ZFIN ID: ZDB-PUB-030310-1
The zebrafish mutant gene chardonnay (cdy) encodes divalent metal transporter 1 (DMT1)
Donovan, A., Brownlie, A., Dorschner, M., Zhou, Y., Pratt, S.J., Paw, B.H., Thisse, C., Thisse, B., and Zon, L.I.
Date: 2002
Source: Blood 100: 4655-4659 (Journal)
Registered Authors: Brownlie, Alison J., Donovan, Adriana, Paw, Barry, Pratt, Stephen J., Thisse, Bernard, Thisse, Christine, Zhou, Yi, Zon, Leonard I.
Keywords: none
MeSH Terms: Alleles; Amino Acid Sequence; Anemia, Hypochromic/genetics; Animals; Cation Transport Proteins/deficiency (all 35) expand
PubMed: 12393445 Full text @ Blood
ABSTRACT
Iron is an essential nutrient required for the function of all cells, most notably for the production of hemoglobin in red blood cells. Defects in the mechanisms of iron absorption, storage, or utilization can lead to disorders of iron-limited erythropoiesis or iron overload. In an effort to further understand these processes, we have used the zebrafish as a genetic system to study vertebrate iron metabolism. Here we characterized the phenotype of chardonnay (cdy), a zebrafish mutant with hypochromic, microcytic anemia, and positioned the mutant gene on linkage group 11. The cdy gene was isolated by a functional genomics approach in which we used a combination of expression studies, sequence analyses, and radiation hybrid panel mapping.
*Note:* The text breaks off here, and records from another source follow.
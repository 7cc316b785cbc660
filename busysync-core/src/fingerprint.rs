//! Content fingerprints used for change detection.
//!
//! Backends rewrite a handful of bookkeeping properties on every read, so those
//! are dropped before hashing. What remains is serialized with a stable
//! property order and hashed with SHA-256.

use sha2::{Digest, Sha256};

use crate::event::{Component, Event, EventKey, Property};
use crate::ics::content_line;

/// Properties a backend may rewrite without any real change to the event.
pub const VOLATILE_PROPERTIES: &[&str] = &["DTSTAMP", "LAST-MODIFIED", "CREATED", "SEQUENCE"];

/// Length of the source digest embedded in the orphan-recovery marker.
pub const SOURCE_DIGEST_LEN: usize = 16;

pub fn is_volatile(name: &str) -> bool {
    VOLATILE_PROPERTIES
        .iter()
        .any(|v| v.eq_ignore_ascii_case(name))
}

/// Copy of `event` with every volatile property removed, at any depth.
pub fn strip_volatile(event: &Event) -> Event {
    Event {
        uid: event.uid.clone(),
        recurrence_key: event.recurrence_key.clone(),
        properties: stable_properties(&event.properties),
        subcomponents: event.subcomponents.iter().map(strip_component).collect(),
    }
}

fn strip_component(component: &Component) -> Component {
    Component {
        name: component.name.clone(),
        properties: stable_properties(&component.properties),
        components: component.components.iter().map(strip_component).collect(),
    }
}

fn stable_properties(properties: &[Property]) -> Vec<Property> {
    properties
        .iter()
        .filter(|p| !is_volatile(&p.name))
        .cloned()
        .collect()
}

/// Hex-encoded SHA-256 over the canonical form of `event`.
pub fn fingerprint(event: &Event) -> String {
    hex::encode(Sha256::digest(canonical_form(event).as_bytes()))
}

/// Short digest of a source event's compound key, carried by its mirror.
pub fn source_digest(key: &EventKey) -> String {
    let mut digest = hex::encode(Sha256::digest(key.to_string().as_bytes()));
    digest.truncate(SOURCE_DIGEST_LEN);
    digest
}

fn canonical_form(event: &Event) -> String {
    let mut lines = vec![format!("UID:{}", event.uid)];
    if let Some(rid) = &event.recurrence_key {
        lines.push(format!("RECURRENCE-ID:{}", rid));
    }
    lines.extend(canonical_lines(&event.properties, &event.subcomponents));
    lines.join("\n")
}

fn canonical_lines(properties: &[Property], components: &[Component]) -> Vec<String> {
    let mut lines: Vec<String> = properties
        .iter()
        .filter(|p| !is_volatile(&p.name))
        .map(|p| {
            let mut p = p.clone();
            p.params.sort();
            content_line(&p)
        })
        .collect();
    lines.sort();

    let mut blocks: Vec<String> = components
        .iter()
        .map(|c| {
            let mut block = vec![format!("BEGIN:{}", c.name)];
            block.extend(canonical_lines(&c.properties, &c.components));
            block.push(format!("END:{}", c.name));
            block.join("\n")
        })
        .collect();
    blocks.sort();

    lines.extend(blocks);
    lines
}

#[cfg(test)]
mod tests {
    use super::*;
    use crate::event::RecurrenceKey;
    use proptest::prelude::*;

    fn sample() -> Event {
        Event::new("evt-1")
            .with("SUMMARY", "Team Sync")
            .with("DTSTART", "20260105T090000Z")
            .with("DTEND", "20260105T100000Z")
            .with("DTSTAMP", "20260101T000000Z")
            .with("SEQUENCE", "3")
    }

    #[test]
    fn test_volatile_properties_do_not_change_digest() {
        let mut rewritten = sample();
        rewritten.set("DTSTAMP", "20261231T235959Z");
        rewritten.set("SEQUENCE", "9");
        rewritten.push(Property::new("LAST-MODIFIED", "20260201T000000Z"));
        rewritten.push(Property::new("created", "20250101T000000Z"));

        assert_eq!(fingerprint(&sample()), fingerprint(&rewritten));
        assert_eq!(fingerprint(&sample()), fingerprint(&strip_volatile(&sample())));
    }

    #[test]
    fn test_volatile_properties_inside_alarms_are_ignored() {
        let alarm = Component::new("VALARM")
            .with("ACTION", "DISPLAY")
            .with("TRIGGER", "-PT10M");
        let base = sample().with_component(alarm.clone());
        let stamped = sample().with_component(alarm.with("DTSTAMP", "20260303T000000Z"));

        assert_eq!(fingerprint(&base), fingerprint(&stamped));
    }

    #[test]
    fn test_identity_is_part_of_digest() {
        let master = sample();
        let over = sample().with_recurrence_key(RecurrenceKey::new("20260105T090000Z"));
        assert_ne!(fingerprint(&master), fingerprint(&over));
    }

    #[test]
    fn test_param_order_does_not_matter() {
        let a = Event::new("p").with_property(
            Property::new("DTSTART", "20260105T090000")
                .with_param("TZID", "Europe/Berlin")
                .with_param("X-FOO", "1"),
        );
        let b = Event::new("p").with_property(
            Property::new("DTSTART", "20260105T090000")
                .with_param("X-FOO", "1")
                .with_param("TZID", "Europe/Berlin"),
        );
        assert_eq!(fingerprint(&a), fingerprint(&b));
    }

    #[test]
    fn test_source_digest_is_short_and_deterministic() {
        let key = EventKey::new("X", Some(RecurrenceKey::new("20260101")));
        let digest = source_digest(&key);

        assert_eq!(digest.len(), SOURCE_DIGEST_LEN);
        assert_eq!(digest, source_digest(&EventKey::parse("X::RID::2026-01-01")));
        assert_ne!(digest, source_digest(&EventKey::new("X", None)));
    }

    const STABLE_NAMES: &[&str] = &[
        "SUMMARY", "DTSTART", "DTEND", "RRULE", "EXDATE", "CATEGORIES", "CLASS", "TRANSP",
    ];

    fn arb_property() -> impl Strategy<Value = Property> {
        (prop::sample::select(STABLE_NAMES), "[ -~]{0,20}")
            .prop_map(|(name, value)| Property::new(name, value))
    }

    fn arb_event() -> impl Strategy<Value = Event> {
        ("[a-z0-9-]{1,16}", prop::collection::vec(arb_property(), 1..8)).prop_map(
            |(uid, properties)| Event {
                uid,
                recurrence_key: None,
                properties,
                subcomponents: Vec::new(),
            },
        )
    }

    proptest! {
        #[test]
        fn prop_stripping_volatile_keeps_digest(
            event in arb_event(),
            stamps in prop::collection::vec(
                (prop::sample::select(VOLATILE_PROPERTIES), "[0-9TZ]{0,16}"),
                0..6,
            ),
        ) {
            let mut noisy = event.clone();
            for (name, value) in stamps {
                noisy.push(Property::new(name, value));
            }
            prop_assert_eq!(fingerprint(&noisy), fingerprint(&strip_volatile(&noisy)));
            prop_assert_eq!(fingerprint(&noisy), fingerprint(&event));
        }

        #[test]
        fn prop_reordering_keeps_digest(event in arb_event()) {
            let mut reversed = event.clone();
            reversed.properties.reverse();
            prop_assert_eq!(fingerprint(&event), fingerprint(&reversed));
        }

        #[test]
        fn prop_editing_a_property_changes_digest(
            event in arb_event(),
            index in any::<prop::sample::Index>(),
            suffix in "[ -~]{1,8}",
        ) {
            let mut edited = event.clone();
            let i = index.index(edited.properties.len());
            edited.properties[i].value.push_str(&suffix);
            prop_assert_ne!(fingerprint(&event), fingerprint(&edited));
        }
    }
}
use std::process::ExitCode;

use anyhow::Result;
use busysync_core::{Direction, Engine, SyncError};
use owo_colors::OwoColorize;

use super::{Context, EXIT_ABORTED, finish_pass, print_preflight_failures};
use crate::render::Render;
use crate::utils::tui;

pub fn run(ctx: &Context, direction: Direction, dry_run: bool, keep_reminders: bool) -> Result<ExitCode> {
    let config = ctx.sync_config(direction, dry_run, keep_reminders)?;
    let backend = ctx.backend();
    let engine = Engine::new(config, &backend, &backend);

    println!("{}", engine.config().render());

    let spinner = tui::create_spinner("Syncing".to_string());
    let result = engine.run_pass();
    spinner.finish_and_clear();

    match result {
        Ok(result) => {
            if result.dry_run {
                println!("{}", "Dry run, nothing was written".dimmed());
            }
            Ok(finish_pass(&result, ctx.verbose))
        }
        Err(SyncError::Aborted(checks)) => {
            print_preflight_failures(&checks);
            Ok(ExitCode::from(EXIT_ABORTED))
        }
        Err(e) => Err(e.into()),
    }
}
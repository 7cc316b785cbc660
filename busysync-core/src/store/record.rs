//! Rows of the state store and the values derived from them.

use std::fmt;
use std::str::FromStr;

use chrono::{DateTime, Utc};
use serde::{Deserialize, Serialize};

use crate::event::EventKey;

/// The two calendars a record belongs to.
#[derive(Debug, Clone, PartialEq, Eq, Hash, PartialOrd, Ord, Serialize, Deserialize)]
pub struct PairId {
    pub primary: String,
    pub secondary: String,
}

impl PairId {
    pub fn new(primary: impl Into<String>, secondary: impl Into<String>) -> Self {
        PairId {
            primary: primary.into(),
            secondary: secondary.into(),
        }
    }
}

impl fmt::Display for PairId {
    fn fmt(&self, f: &mut fmt::Formatter<'_>) -> fmt::Result {
        write!(f, "{} <-> {}", self.primary, self.secondary)
    }
}

/// Which side's content wins for a tracked pair. Fixed when the record is created.
#[derive(Debug, Clone, Copy, PartialEq, Eq, Hash, Serialize, Deserialize)]
#[serde(rename_all = "lowercase")]
pub enum Authority {
    Primary,
    Secondary,
}

impl Authority {
    pub fn as_str(&self) -> &'static str {
        match self {
            Authority::Primary => "primary",
            Authority::Secondary => "secondary",
        }
    }
}

impl fmt::Display for Authority {
    fn fmt(&self, f: &mut fmt::Formatter<'_>) -> fmt::Result {
        write!(f, "{}", self.as_str())
    }
}

impl FromStr for Authority {
    type Err = String;

    fn from_str(s: &str) -> Result<Self, Self::Err> {
        match s {
            "primary" => Ok(Authority::Primary),
            "secondary" => Ok(Authority::Secondary),
            other => Err(format!("unknown authority '{}'", other)),
        }
    }
}

/// One tracked source/mirror pair.
///
/// `primary_key` and `secondary_key` are compound keys (see [`EventKey`]) of
/// the event on each side. Which of them is the source depends on `authority`.
#[derive(Debug, Clone, PartialEq, Eq, Serialize, Deserialize)]
pub struct SyncRecord {
    pub pair: PairId,
    pub primary_key: String,
    pub secondary_key: String,
    pub primary_hash: String,
    pub secondary_hash: String,
    pub authority: Authority,
    pub created_at: DateTime<Utc>,
    pub last_synced_at: DateTime<Utc>,
}

impl SyncRecord {
    /// Build a record from the source/mirror point of view.
    pub fn new(
        pair: PairId,
        authority: Authority,
        source: &EventKey,
        mirror: &EventKey,
        source_hash: String,
        mirror_hash: String,
    ) -> Self {
        let now = Utc::now();
        let (primary_key, secondary_key, primary_hash, secondary_hash) = match authority {
            Authority::Primary => (source.to_string(), mirror.to_string(), source_hash, mirror_hash),
            Authority::Secondary => (mirror.to_string(), source.to_string(), mirror_hash, source_hash),
        };

        SyncRecord {
            pair,
            primary_key,
            secondary_key,
            primary_hash,
            secondary_hash,
            authority,
            created_at: now,
            last_synced_at: now,
        }
    }

    pub fn source_key(&self) -> EventKey {
        match self.authority {
            Authority::Primary => EventKey::parse(&self.primary_key),
            Authority::Secondary => EventKey::parse(&self.secondary_key),
        }
    }

    pub fn mirror_key(&self) -> EventKey {
        match self.authority {
            Authority::Primary => EventKey::parse(&self.secondary_key),
            Authority::Secondary => EventKey::parse(&self.primary_key),
        }
    }

    pub fn source_hash(&self) -> &str {
        match self.authority {
            Authority::Primary => &self.primary_hash,
            Authority::Secondary => &self.secondary_hash,
        }
    }

    pub fn mirror_hash(&self) -> &str {
        match self.authority {
            Authority::Primary => &self.secondary_hash,
            Authority::Secondary => &self.primary_hash,
        }
    }

    /// Same record pointing at a (possibly new) mirror, with fresh fingerprints.
    pub fn resynced(&self, mirror: &EventKey, source_hash: String, mirror_hash: String) -> Self {
        let mut next = SyncRecord::new(
            self.pair.clone(),
            self.authority,
            &self.source_key(),
            mirror,
            source_hash,
            mirror_hash,
        );
        next.created_at = self.created_at;
        next
    }
}

/// Per-pair summary of the store.
#[derive(Debug, Clone, PartialEq, Eq, Serialize, Deserialize)]
pub struct PairStatus {
    pub pair: PairId,
    pub primary_authority: usize,
    pub secondary_authority: usize,
    pub last_synced_at: Option<DateTime<Utc>>,
}

impl PairStatus {
    pub fn total(&self) -> usize {
        self.primary_authority + self.secondary_authority
    }
}

/// Which calendar column a migration rewrites.
#[derive(Debug, Clone, Copy, PartialEq, Eq, Serialize, Deserialize)]
#[serde(rename_all = "lowercase")]
pub enum MigrateScope {
    Primary,
    Secondary,
    Any,
}

impl MigrateScope {
    pub fn includes_primary(&self) -> bool {
        matches!(self, MigrateScope::Primary | MigrateScope::Any)
    }

    pub fn includes_secondary(&self) -> bool {
        matches!(self, MigrateScope::Secondary | MigrateScope::Any)
    }
}

#[derive(Debug, Clone, Default, PartialEq, Eq, Serialize, Deserialize)]
pub struct MigrateResult {
    pub primary_rows: usize,
    pub secondary_rows: usize,
    pub dry_run: bool,
}

impl MigrateResult {
    pub fn total(&self) -> usize {
        self.primary_rows + self.secondary_rows
    }
}

#[cfg(test)]
mod tests {
    use super::*;
    use crate::event::RecurrenceKey;

    #[test]
    fn test_record_orients_keys_by_authority() {
        let pair = PairId::new("work", "personal");
        let source = EventKey::new("src", Some(RecurrenceKey::new("20260101")));
        let mirror = EventKey::new("mir", None);

        let forward = SyncRecord::new(
            pair.clone(),
            Authority::Primary,
            &source,
            &mirror,
            "s".into(),
            "m".into(),
        );
        assert_eq!(forward.primary_key, "src::RID::20260101");
        assert_eq!(forward.secondary_key, "mir");
        assert_eq!(forward.source_hash(), "s");

        let backward = SyncRecord::new(pair, Authority::Secondary, &source, &mirror, "s".into(), "m".into());
        assert_eq!(backward.primary_key, "mir");
        assert_eq!(backward.secondary_hash, "s");
        assert_eq!(backward.source_key(), source);
        assert_eq!(backward.mirror_key(), mirror);
    }

    #[test]
    fn test_resynced_keeps_created_at() {
        let pair = PairId::new("a", "b");
        let mut record = SyncRecord::new(
            pair,
            Authority::Primary,
            &EventKey::new("s", None),
            &EventKey::new("m1", None),
            "h1".into(),
            "h2".into(),
        );
        record.created_at = DateTime::from_timestamp(0, 0).unwrap_or_default();

        let next = record.resynced(&EventKey::new("m2", None), "h3".into(), "h4".into());
        assert_eq!(next.created_at, record.created_at);
        assert_eq!(next.secondary_key, "m2");
        assert_eq!(next.mirror_hash(), "h4");
    }

    #[test]
    fn test_authority_round_trip() {
        assert_eq!("primary".parse::<Authority>(), Ok(Authority::Primary));
        assert_eq!(Authority::Secondary.to_string(), "secondary");
        assert!("both".parse::<Authority>().is_err());
    }
}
We identified erythroid-specific genes using a whole embryo mRNA in situ hybridization screen and placed these genes on the zebrafish genomic map. One of these genes encoded the iron transporter divalent metal transporter 1 (DMT1) and colocalized with the cdy gene. We identified a nonsense mutation in the cdy allele and demonstrated that, whereas wild-type zebrafish DMT1 protein can transport iron, the truncated protein expressed in cdy mutants is not functional. Our studies further demonstrate the conservation of iron metabolism in vertebrates and suggest the existence of an alternative pathway of intestinal and red blood cell iron uptake.